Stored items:
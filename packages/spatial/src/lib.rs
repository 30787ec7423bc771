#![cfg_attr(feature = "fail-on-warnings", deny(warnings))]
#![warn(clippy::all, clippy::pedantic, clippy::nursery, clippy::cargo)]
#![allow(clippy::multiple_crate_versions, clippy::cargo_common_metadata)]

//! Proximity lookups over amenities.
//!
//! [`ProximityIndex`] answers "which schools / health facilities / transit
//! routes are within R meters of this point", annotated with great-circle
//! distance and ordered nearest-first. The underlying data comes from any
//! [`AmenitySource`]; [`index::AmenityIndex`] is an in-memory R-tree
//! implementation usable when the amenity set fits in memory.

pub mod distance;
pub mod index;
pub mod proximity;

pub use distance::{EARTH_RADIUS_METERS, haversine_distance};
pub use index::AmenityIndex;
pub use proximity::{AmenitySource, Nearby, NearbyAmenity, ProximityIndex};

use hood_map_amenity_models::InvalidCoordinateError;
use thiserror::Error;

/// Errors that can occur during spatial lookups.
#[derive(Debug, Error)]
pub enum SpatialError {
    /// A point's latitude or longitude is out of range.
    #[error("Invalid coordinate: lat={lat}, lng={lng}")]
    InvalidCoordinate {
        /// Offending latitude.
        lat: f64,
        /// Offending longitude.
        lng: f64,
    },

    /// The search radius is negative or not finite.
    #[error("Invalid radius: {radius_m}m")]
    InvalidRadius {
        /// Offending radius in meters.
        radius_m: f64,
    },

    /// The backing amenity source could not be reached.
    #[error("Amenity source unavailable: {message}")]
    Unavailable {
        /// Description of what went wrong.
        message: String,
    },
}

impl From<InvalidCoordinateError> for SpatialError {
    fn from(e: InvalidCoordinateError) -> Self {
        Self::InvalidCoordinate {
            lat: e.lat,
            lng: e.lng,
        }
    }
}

--

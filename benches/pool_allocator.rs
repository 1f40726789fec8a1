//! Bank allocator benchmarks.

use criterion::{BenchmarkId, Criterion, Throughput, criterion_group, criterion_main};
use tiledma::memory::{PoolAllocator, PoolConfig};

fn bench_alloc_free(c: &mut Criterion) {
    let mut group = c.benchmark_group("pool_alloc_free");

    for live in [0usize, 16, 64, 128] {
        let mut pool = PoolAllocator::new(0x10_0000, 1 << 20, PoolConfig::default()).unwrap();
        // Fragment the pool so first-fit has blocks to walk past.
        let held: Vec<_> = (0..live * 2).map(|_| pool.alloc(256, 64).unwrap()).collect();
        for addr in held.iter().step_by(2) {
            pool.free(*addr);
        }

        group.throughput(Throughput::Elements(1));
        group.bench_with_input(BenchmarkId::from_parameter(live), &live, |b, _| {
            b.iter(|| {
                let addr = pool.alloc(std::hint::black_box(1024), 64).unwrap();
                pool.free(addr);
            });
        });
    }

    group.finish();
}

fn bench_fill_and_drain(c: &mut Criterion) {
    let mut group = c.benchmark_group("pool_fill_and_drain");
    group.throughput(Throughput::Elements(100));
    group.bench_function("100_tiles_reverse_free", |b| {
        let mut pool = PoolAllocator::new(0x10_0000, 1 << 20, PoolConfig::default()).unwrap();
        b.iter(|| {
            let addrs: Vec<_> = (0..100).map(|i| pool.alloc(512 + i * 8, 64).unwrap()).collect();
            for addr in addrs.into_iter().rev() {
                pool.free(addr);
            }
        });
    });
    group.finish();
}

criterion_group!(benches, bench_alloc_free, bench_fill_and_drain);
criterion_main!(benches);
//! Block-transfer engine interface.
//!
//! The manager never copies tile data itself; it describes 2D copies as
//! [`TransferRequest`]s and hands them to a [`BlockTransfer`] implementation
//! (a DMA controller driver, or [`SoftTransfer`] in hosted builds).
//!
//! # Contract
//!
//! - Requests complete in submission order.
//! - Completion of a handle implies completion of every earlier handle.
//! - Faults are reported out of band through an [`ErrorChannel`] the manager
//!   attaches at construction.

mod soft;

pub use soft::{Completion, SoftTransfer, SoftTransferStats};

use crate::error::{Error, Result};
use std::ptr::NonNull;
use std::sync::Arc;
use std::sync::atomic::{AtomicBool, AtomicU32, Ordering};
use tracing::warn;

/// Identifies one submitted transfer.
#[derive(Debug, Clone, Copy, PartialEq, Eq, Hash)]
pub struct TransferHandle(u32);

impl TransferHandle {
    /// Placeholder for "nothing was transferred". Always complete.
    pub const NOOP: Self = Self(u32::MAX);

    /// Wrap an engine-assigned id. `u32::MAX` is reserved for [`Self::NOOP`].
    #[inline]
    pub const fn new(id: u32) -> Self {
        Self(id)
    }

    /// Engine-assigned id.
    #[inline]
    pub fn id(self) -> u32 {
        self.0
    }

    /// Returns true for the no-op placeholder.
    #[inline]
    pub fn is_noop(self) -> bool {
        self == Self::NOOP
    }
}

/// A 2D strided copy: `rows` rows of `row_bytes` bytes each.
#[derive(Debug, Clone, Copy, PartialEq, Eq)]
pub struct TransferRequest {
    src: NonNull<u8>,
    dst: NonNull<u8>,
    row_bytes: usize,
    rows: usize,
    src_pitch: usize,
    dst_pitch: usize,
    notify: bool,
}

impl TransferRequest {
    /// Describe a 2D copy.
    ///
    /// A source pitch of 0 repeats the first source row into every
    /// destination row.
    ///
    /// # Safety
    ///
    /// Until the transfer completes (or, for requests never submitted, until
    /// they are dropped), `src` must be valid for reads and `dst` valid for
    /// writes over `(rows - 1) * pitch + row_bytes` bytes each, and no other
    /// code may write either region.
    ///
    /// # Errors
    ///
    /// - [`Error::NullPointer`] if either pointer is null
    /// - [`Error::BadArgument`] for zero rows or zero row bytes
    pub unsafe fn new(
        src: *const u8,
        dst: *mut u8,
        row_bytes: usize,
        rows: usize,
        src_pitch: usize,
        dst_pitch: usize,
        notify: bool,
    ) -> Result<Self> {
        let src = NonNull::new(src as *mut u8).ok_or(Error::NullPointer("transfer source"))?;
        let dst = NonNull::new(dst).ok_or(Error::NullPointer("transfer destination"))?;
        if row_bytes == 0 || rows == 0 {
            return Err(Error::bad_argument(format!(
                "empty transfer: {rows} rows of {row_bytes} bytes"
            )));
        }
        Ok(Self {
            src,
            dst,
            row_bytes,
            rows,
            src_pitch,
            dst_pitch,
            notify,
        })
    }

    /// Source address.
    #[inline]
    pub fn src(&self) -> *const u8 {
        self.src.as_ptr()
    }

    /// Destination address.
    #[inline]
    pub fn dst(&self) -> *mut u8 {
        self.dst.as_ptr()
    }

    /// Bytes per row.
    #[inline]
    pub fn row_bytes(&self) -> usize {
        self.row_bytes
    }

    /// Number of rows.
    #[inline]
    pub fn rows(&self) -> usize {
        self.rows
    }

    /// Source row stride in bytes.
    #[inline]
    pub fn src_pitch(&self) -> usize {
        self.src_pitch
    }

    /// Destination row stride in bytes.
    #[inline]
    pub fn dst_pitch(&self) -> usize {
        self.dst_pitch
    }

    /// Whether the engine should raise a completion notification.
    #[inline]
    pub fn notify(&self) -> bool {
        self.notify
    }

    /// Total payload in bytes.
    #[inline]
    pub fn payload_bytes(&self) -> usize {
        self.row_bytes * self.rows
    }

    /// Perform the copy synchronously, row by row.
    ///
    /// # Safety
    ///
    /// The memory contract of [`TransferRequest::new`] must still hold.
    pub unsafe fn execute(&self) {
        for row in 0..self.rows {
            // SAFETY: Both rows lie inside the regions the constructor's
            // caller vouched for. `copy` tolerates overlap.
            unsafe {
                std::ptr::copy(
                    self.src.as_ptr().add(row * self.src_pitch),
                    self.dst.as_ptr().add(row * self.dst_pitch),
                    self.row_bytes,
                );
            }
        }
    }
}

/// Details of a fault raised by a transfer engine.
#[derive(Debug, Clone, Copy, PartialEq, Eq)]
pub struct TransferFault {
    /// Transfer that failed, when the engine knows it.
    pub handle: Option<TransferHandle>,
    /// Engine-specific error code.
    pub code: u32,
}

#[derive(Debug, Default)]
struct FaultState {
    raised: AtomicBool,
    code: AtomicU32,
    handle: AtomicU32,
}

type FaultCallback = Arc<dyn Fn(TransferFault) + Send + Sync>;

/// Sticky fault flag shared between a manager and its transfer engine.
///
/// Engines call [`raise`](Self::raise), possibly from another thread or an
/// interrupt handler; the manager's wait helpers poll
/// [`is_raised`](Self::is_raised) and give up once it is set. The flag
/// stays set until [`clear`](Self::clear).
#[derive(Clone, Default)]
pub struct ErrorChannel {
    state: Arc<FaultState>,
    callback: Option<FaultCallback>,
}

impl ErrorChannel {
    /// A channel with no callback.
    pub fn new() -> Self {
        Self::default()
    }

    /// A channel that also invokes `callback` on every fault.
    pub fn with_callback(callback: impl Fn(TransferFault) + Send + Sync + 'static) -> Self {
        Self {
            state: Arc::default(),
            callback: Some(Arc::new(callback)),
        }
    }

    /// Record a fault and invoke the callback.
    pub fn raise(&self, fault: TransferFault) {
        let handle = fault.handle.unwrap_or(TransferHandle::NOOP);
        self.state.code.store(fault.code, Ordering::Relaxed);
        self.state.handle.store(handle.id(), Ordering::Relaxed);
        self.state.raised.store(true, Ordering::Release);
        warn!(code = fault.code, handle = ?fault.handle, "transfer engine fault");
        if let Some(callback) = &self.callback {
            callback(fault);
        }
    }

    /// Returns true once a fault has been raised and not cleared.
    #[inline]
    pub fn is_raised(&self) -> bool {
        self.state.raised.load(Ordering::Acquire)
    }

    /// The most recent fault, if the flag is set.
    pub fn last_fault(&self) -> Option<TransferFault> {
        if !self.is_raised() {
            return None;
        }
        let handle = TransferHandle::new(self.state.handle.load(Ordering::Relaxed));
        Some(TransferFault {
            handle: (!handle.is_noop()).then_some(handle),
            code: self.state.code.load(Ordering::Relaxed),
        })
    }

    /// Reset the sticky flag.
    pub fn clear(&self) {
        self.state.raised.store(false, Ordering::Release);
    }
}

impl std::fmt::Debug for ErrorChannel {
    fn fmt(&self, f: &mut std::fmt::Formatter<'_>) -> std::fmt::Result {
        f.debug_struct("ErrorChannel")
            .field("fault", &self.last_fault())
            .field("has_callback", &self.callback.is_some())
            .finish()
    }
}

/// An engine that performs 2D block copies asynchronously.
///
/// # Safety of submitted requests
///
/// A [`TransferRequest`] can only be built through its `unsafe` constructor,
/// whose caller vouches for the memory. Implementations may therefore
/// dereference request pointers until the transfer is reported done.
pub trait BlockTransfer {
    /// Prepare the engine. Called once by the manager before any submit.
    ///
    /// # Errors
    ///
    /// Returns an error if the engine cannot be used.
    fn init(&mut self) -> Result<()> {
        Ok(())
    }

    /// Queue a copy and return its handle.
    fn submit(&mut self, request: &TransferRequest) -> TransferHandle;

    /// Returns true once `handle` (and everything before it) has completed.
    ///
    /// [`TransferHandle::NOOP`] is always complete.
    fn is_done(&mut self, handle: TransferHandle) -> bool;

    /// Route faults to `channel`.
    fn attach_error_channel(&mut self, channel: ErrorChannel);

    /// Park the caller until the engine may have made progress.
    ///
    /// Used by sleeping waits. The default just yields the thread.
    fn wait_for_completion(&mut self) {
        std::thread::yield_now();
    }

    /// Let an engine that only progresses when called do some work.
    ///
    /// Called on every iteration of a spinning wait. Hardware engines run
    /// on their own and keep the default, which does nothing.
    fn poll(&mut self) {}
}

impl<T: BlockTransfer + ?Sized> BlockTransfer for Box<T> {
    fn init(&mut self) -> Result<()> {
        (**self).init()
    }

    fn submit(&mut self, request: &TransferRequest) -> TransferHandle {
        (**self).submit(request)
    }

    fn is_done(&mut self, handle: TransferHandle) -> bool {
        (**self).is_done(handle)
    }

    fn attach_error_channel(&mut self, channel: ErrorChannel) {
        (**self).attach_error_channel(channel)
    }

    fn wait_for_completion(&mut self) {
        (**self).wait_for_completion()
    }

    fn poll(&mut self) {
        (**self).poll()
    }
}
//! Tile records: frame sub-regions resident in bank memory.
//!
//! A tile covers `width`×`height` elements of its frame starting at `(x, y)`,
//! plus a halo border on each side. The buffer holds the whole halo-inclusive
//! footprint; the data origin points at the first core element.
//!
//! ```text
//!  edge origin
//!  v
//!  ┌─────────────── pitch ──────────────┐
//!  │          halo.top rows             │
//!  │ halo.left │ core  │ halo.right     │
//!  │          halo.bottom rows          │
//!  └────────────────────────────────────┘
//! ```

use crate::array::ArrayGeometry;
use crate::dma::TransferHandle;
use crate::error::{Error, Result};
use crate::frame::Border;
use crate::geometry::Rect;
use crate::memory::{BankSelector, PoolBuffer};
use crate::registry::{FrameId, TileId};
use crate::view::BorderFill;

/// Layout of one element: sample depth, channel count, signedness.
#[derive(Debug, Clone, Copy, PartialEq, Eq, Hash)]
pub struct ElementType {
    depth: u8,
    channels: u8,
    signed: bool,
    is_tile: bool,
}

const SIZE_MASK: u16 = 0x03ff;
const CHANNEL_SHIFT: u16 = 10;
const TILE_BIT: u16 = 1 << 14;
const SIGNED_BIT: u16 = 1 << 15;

* * *

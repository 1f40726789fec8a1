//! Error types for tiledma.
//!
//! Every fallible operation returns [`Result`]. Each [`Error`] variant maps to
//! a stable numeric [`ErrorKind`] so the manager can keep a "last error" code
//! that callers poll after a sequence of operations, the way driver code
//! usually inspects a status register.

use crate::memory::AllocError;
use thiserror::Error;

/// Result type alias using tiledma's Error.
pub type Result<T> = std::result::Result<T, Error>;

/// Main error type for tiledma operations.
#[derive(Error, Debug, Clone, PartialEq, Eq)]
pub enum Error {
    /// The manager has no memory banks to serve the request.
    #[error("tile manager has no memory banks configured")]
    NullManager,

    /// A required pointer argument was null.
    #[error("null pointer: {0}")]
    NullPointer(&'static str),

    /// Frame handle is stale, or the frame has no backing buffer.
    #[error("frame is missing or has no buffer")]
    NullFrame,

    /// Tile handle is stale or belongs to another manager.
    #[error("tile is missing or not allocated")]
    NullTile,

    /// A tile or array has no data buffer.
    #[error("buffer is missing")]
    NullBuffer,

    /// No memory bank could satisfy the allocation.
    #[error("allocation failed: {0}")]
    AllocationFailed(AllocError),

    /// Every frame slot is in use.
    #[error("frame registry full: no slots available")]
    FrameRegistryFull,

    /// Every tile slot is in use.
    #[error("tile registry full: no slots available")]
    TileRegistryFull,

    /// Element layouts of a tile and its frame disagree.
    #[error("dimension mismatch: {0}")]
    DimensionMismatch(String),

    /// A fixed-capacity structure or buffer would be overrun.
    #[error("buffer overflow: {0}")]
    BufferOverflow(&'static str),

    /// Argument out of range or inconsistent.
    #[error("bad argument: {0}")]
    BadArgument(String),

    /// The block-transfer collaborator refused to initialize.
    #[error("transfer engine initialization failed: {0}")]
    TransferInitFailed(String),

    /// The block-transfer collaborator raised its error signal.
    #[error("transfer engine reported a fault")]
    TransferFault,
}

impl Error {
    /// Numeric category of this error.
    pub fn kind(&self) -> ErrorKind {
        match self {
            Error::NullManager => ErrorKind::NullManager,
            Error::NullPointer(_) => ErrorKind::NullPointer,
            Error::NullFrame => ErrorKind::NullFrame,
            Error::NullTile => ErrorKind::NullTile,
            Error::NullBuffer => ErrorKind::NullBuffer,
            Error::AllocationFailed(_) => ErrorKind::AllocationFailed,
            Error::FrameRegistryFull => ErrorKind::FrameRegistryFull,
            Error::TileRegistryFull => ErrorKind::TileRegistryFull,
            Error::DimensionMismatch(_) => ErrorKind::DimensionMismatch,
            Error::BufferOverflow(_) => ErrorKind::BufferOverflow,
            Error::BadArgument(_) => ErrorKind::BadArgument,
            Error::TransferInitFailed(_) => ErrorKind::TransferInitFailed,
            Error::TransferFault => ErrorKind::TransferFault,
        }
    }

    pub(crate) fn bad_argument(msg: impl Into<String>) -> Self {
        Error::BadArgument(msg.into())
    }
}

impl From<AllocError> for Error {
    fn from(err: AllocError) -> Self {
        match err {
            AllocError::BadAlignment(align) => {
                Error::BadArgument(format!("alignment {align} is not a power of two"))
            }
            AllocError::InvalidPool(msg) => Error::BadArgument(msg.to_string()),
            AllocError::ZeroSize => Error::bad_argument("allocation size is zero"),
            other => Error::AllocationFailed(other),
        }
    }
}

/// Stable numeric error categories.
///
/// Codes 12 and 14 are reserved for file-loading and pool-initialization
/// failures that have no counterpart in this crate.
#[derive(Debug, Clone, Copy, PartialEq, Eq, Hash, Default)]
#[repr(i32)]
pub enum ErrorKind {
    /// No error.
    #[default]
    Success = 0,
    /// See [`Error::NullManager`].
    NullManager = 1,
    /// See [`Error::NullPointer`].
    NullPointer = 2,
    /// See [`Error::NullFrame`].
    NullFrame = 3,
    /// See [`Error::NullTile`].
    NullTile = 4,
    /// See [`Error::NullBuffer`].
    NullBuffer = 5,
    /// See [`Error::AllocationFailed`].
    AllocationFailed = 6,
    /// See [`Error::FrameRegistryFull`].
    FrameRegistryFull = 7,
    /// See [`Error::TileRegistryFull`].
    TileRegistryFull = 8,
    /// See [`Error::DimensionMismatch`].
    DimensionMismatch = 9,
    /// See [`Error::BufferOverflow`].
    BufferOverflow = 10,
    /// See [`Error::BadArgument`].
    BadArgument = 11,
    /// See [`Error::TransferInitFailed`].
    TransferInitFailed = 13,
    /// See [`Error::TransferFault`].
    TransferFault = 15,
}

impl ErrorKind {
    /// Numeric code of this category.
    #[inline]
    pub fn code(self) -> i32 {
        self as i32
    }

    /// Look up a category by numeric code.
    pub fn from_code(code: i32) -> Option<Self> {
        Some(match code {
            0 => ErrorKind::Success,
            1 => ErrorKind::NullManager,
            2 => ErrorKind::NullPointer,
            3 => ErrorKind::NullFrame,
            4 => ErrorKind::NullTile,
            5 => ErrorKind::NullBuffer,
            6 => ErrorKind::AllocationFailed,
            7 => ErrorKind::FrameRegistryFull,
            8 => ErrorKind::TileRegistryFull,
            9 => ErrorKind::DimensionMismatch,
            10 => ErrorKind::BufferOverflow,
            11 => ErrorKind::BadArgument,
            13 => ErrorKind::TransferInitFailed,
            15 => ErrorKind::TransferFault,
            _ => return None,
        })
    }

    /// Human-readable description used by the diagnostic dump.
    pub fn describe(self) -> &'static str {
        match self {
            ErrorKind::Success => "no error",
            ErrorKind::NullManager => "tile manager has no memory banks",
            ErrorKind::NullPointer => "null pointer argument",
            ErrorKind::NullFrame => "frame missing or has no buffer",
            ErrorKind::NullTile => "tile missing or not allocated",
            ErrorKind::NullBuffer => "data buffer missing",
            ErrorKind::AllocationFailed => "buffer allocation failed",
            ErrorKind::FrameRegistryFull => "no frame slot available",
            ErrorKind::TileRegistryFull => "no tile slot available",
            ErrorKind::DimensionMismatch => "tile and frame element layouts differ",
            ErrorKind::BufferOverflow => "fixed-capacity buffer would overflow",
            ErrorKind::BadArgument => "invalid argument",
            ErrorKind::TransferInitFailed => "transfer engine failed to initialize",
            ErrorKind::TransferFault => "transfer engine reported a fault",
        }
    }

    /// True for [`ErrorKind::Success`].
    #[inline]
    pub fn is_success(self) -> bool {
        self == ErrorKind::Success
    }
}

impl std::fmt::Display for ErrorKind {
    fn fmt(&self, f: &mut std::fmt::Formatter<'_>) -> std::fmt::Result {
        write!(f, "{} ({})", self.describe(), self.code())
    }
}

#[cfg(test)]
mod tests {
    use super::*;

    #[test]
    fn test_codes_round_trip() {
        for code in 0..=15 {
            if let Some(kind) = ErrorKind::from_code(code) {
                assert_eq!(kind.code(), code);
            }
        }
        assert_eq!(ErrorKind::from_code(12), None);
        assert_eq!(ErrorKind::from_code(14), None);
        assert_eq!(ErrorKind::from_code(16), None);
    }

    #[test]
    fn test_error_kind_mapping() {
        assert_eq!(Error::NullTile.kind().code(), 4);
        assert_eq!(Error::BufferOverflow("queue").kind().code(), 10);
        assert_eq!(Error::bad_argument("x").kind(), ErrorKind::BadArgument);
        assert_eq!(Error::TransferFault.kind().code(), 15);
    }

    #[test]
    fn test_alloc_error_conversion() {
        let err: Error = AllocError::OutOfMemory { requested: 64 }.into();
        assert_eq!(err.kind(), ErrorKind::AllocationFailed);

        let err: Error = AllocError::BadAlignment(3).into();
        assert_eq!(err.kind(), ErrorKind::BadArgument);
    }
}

:: What the exercise asks ::
Using the entries above, copy out all lines that contain the string "Send".

:: Your solution ::
type FaultCallback = Arc<dyn Fn(TransferFault) + Send + Sync>;
    pub fn with_callback(callback: impl Fn(TransferFault) + Send + Sync + 'static) -> Self {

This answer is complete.